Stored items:
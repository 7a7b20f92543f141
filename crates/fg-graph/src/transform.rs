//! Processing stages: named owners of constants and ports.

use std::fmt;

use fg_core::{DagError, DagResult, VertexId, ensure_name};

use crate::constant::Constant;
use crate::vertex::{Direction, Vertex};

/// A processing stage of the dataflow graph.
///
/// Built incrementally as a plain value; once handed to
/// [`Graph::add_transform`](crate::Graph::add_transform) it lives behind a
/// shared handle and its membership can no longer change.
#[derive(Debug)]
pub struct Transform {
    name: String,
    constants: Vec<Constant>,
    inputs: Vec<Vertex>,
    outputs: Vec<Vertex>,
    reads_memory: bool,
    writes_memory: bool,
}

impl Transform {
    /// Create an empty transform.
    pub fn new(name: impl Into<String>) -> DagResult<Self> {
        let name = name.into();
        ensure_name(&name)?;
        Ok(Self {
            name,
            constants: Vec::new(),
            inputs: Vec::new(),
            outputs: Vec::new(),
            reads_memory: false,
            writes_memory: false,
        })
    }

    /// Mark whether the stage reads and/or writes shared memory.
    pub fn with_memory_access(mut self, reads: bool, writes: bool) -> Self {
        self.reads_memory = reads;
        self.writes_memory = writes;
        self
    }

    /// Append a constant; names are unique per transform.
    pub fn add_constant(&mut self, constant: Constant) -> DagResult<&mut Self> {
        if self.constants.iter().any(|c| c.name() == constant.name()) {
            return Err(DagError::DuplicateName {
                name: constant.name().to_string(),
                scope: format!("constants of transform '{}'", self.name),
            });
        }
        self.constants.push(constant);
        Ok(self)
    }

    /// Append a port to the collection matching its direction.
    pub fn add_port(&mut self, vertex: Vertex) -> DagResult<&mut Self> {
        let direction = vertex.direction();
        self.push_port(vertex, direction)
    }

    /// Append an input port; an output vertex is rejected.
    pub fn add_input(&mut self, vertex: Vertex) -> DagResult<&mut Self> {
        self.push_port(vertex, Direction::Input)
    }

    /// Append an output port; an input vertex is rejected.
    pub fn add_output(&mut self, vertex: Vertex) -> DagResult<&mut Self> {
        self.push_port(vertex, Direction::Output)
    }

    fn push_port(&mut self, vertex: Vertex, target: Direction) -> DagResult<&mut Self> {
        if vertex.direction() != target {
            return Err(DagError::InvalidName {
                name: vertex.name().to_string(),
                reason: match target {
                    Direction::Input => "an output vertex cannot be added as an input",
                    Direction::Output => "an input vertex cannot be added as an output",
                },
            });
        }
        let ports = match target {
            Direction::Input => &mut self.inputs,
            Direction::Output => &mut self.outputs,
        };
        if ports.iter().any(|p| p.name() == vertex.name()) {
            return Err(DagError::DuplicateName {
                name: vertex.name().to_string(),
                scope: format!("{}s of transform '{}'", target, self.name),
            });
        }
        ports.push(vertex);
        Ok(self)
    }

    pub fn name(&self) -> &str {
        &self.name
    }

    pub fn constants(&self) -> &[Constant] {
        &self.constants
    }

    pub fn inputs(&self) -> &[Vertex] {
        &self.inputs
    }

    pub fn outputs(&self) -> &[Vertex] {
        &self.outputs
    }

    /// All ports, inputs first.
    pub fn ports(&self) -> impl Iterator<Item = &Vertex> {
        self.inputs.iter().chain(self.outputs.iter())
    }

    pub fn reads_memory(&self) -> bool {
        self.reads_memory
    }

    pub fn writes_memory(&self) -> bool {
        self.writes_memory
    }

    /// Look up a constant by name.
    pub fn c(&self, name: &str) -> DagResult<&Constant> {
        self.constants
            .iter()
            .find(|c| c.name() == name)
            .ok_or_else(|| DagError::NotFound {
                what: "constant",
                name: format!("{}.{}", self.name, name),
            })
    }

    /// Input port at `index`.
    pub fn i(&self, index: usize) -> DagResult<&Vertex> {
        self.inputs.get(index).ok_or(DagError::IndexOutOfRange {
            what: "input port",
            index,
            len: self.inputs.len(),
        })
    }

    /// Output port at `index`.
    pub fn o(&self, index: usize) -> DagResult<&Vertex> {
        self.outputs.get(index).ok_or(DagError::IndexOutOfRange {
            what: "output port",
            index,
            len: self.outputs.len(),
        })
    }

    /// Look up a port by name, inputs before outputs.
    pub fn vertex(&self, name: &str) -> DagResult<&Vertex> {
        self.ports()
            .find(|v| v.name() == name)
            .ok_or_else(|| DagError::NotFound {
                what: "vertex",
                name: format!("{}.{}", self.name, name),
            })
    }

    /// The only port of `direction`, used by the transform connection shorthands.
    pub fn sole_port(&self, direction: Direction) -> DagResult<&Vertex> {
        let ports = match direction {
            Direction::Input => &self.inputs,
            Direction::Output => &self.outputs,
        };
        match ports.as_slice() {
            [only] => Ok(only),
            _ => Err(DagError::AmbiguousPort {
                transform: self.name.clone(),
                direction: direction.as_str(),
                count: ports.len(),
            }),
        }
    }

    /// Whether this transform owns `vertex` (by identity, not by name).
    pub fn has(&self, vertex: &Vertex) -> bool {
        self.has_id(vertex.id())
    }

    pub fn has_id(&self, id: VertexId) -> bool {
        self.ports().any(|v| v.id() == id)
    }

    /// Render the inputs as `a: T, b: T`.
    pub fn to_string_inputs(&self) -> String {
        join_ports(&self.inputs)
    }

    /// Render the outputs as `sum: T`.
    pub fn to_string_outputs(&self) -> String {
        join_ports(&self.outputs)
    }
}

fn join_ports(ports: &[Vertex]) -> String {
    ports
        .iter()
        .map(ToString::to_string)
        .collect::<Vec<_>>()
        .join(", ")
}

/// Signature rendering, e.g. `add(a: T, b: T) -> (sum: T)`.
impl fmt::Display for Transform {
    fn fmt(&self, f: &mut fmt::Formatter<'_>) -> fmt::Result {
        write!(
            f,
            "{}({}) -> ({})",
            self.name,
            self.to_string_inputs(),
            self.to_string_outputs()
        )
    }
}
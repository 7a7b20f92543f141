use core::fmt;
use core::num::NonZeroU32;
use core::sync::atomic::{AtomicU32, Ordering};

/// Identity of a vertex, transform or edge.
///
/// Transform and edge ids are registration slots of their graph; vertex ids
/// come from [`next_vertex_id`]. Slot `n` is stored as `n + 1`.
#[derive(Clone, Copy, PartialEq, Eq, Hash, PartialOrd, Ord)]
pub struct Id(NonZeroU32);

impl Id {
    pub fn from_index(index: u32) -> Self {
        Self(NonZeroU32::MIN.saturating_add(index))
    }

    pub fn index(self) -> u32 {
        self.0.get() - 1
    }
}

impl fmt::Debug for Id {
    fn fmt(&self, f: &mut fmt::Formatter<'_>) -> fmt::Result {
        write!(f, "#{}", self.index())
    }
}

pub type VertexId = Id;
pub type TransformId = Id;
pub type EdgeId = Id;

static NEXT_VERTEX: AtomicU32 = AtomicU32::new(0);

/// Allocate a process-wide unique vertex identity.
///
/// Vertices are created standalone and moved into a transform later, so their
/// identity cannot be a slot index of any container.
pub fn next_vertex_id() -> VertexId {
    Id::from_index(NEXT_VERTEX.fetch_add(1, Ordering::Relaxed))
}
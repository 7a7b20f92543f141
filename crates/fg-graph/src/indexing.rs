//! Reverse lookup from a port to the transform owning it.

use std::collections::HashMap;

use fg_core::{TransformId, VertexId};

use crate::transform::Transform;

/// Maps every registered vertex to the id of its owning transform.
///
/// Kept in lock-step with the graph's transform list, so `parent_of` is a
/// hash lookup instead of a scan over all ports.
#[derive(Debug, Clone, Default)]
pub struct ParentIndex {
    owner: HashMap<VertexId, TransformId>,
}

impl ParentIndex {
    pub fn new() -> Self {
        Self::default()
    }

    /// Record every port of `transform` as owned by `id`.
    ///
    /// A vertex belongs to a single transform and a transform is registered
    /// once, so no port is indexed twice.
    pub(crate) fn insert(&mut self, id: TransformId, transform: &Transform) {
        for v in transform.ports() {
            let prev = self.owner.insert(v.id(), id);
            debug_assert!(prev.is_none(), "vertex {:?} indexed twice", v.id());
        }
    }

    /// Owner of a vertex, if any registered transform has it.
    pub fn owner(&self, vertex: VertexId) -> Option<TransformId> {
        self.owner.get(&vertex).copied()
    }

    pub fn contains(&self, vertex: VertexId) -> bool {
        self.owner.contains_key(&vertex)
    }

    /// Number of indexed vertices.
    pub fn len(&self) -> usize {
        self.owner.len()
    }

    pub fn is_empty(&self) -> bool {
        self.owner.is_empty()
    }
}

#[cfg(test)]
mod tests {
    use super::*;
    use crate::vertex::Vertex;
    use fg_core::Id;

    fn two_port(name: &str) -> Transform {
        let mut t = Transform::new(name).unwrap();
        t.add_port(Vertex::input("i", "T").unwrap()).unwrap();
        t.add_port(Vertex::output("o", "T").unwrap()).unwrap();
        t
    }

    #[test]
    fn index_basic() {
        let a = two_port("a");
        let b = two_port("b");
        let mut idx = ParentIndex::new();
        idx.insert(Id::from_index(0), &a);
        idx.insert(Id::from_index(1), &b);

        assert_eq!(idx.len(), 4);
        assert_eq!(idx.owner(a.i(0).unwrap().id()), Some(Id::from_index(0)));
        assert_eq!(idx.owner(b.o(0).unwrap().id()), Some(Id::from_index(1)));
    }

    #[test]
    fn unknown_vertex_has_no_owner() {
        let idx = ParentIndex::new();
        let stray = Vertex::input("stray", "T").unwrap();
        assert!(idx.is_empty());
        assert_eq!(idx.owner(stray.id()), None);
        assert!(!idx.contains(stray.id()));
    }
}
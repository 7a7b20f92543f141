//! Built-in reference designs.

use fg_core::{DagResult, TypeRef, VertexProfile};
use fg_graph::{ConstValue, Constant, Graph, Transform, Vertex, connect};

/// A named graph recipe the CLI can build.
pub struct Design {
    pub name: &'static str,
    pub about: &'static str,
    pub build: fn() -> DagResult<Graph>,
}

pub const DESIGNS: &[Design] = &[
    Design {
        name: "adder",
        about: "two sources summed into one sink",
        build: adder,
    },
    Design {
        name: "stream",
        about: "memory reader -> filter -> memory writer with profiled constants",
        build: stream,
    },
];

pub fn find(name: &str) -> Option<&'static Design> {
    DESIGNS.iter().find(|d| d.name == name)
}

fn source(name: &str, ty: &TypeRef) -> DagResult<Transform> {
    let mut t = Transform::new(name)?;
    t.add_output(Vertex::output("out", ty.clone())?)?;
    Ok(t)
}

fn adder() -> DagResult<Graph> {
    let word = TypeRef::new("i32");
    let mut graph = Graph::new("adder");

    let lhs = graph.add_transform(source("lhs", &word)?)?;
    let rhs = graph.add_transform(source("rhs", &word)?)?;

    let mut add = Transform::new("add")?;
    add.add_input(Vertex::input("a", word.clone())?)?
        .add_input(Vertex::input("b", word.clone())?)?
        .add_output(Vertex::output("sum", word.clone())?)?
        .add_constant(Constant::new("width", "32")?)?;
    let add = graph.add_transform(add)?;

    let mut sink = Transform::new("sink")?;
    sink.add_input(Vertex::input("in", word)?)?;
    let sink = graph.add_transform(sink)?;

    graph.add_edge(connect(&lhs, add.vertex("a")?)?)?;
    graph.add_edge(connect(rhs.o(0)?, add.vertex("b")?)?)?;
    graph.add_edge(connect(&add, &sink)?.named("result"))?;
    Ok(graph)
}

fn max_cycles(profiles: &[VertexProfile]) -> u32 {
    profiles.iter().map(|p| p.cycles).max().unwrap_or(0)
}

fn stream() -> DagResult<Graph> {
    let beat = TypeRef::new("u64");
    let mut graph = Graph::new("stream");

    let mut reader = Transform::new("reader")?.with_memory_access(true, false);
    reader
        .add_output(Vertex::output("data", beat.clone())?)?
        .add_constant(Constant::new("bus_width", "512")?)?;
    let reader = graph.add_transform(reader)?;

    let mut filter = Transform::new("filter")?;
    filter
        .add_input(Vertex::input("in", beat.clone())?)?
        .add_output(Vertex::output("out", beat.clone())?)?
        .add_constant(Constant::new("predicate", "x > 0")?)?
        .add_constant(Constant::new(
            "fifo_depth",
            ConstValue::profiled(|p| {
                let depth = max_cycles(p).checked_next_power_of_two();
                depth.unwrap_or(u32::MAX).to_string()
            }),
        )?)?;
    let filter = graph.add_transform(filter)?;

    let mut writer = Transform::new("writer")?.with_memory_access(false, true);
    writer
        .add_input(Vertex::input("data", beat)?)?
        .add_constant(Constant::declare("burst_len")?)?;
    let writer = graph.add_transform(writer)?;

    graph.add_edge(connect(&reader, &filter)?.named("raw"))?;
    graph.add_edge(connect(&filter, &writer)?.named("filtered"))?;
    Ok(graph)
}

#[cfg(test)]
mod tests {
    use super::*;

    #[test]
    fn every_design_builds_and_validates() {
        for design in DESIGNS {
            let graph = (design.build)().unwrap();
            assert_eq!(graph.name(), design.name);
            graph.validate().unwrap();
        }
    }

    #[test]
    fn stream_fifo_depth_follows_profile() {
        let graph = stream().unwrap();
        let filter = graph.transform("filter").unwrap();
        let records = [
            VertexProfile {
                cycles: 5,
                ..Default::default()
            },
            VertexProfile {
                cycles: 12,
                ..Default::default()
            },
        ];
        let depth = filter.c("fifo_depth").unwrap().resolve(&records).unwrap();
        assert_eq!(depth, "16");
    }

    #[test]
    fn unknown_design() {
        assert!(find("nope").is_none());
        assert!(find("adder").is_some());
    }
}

■ **Your goal**: Please find, in the entries above, every line where "prev" occurs, and copy it.

■ **Solution to the problem**:
            let prev = self.owner.insert(v.id(), id);
            debug_assert!(prev.is_none(), "vertex {:?} indexed twice", v.id());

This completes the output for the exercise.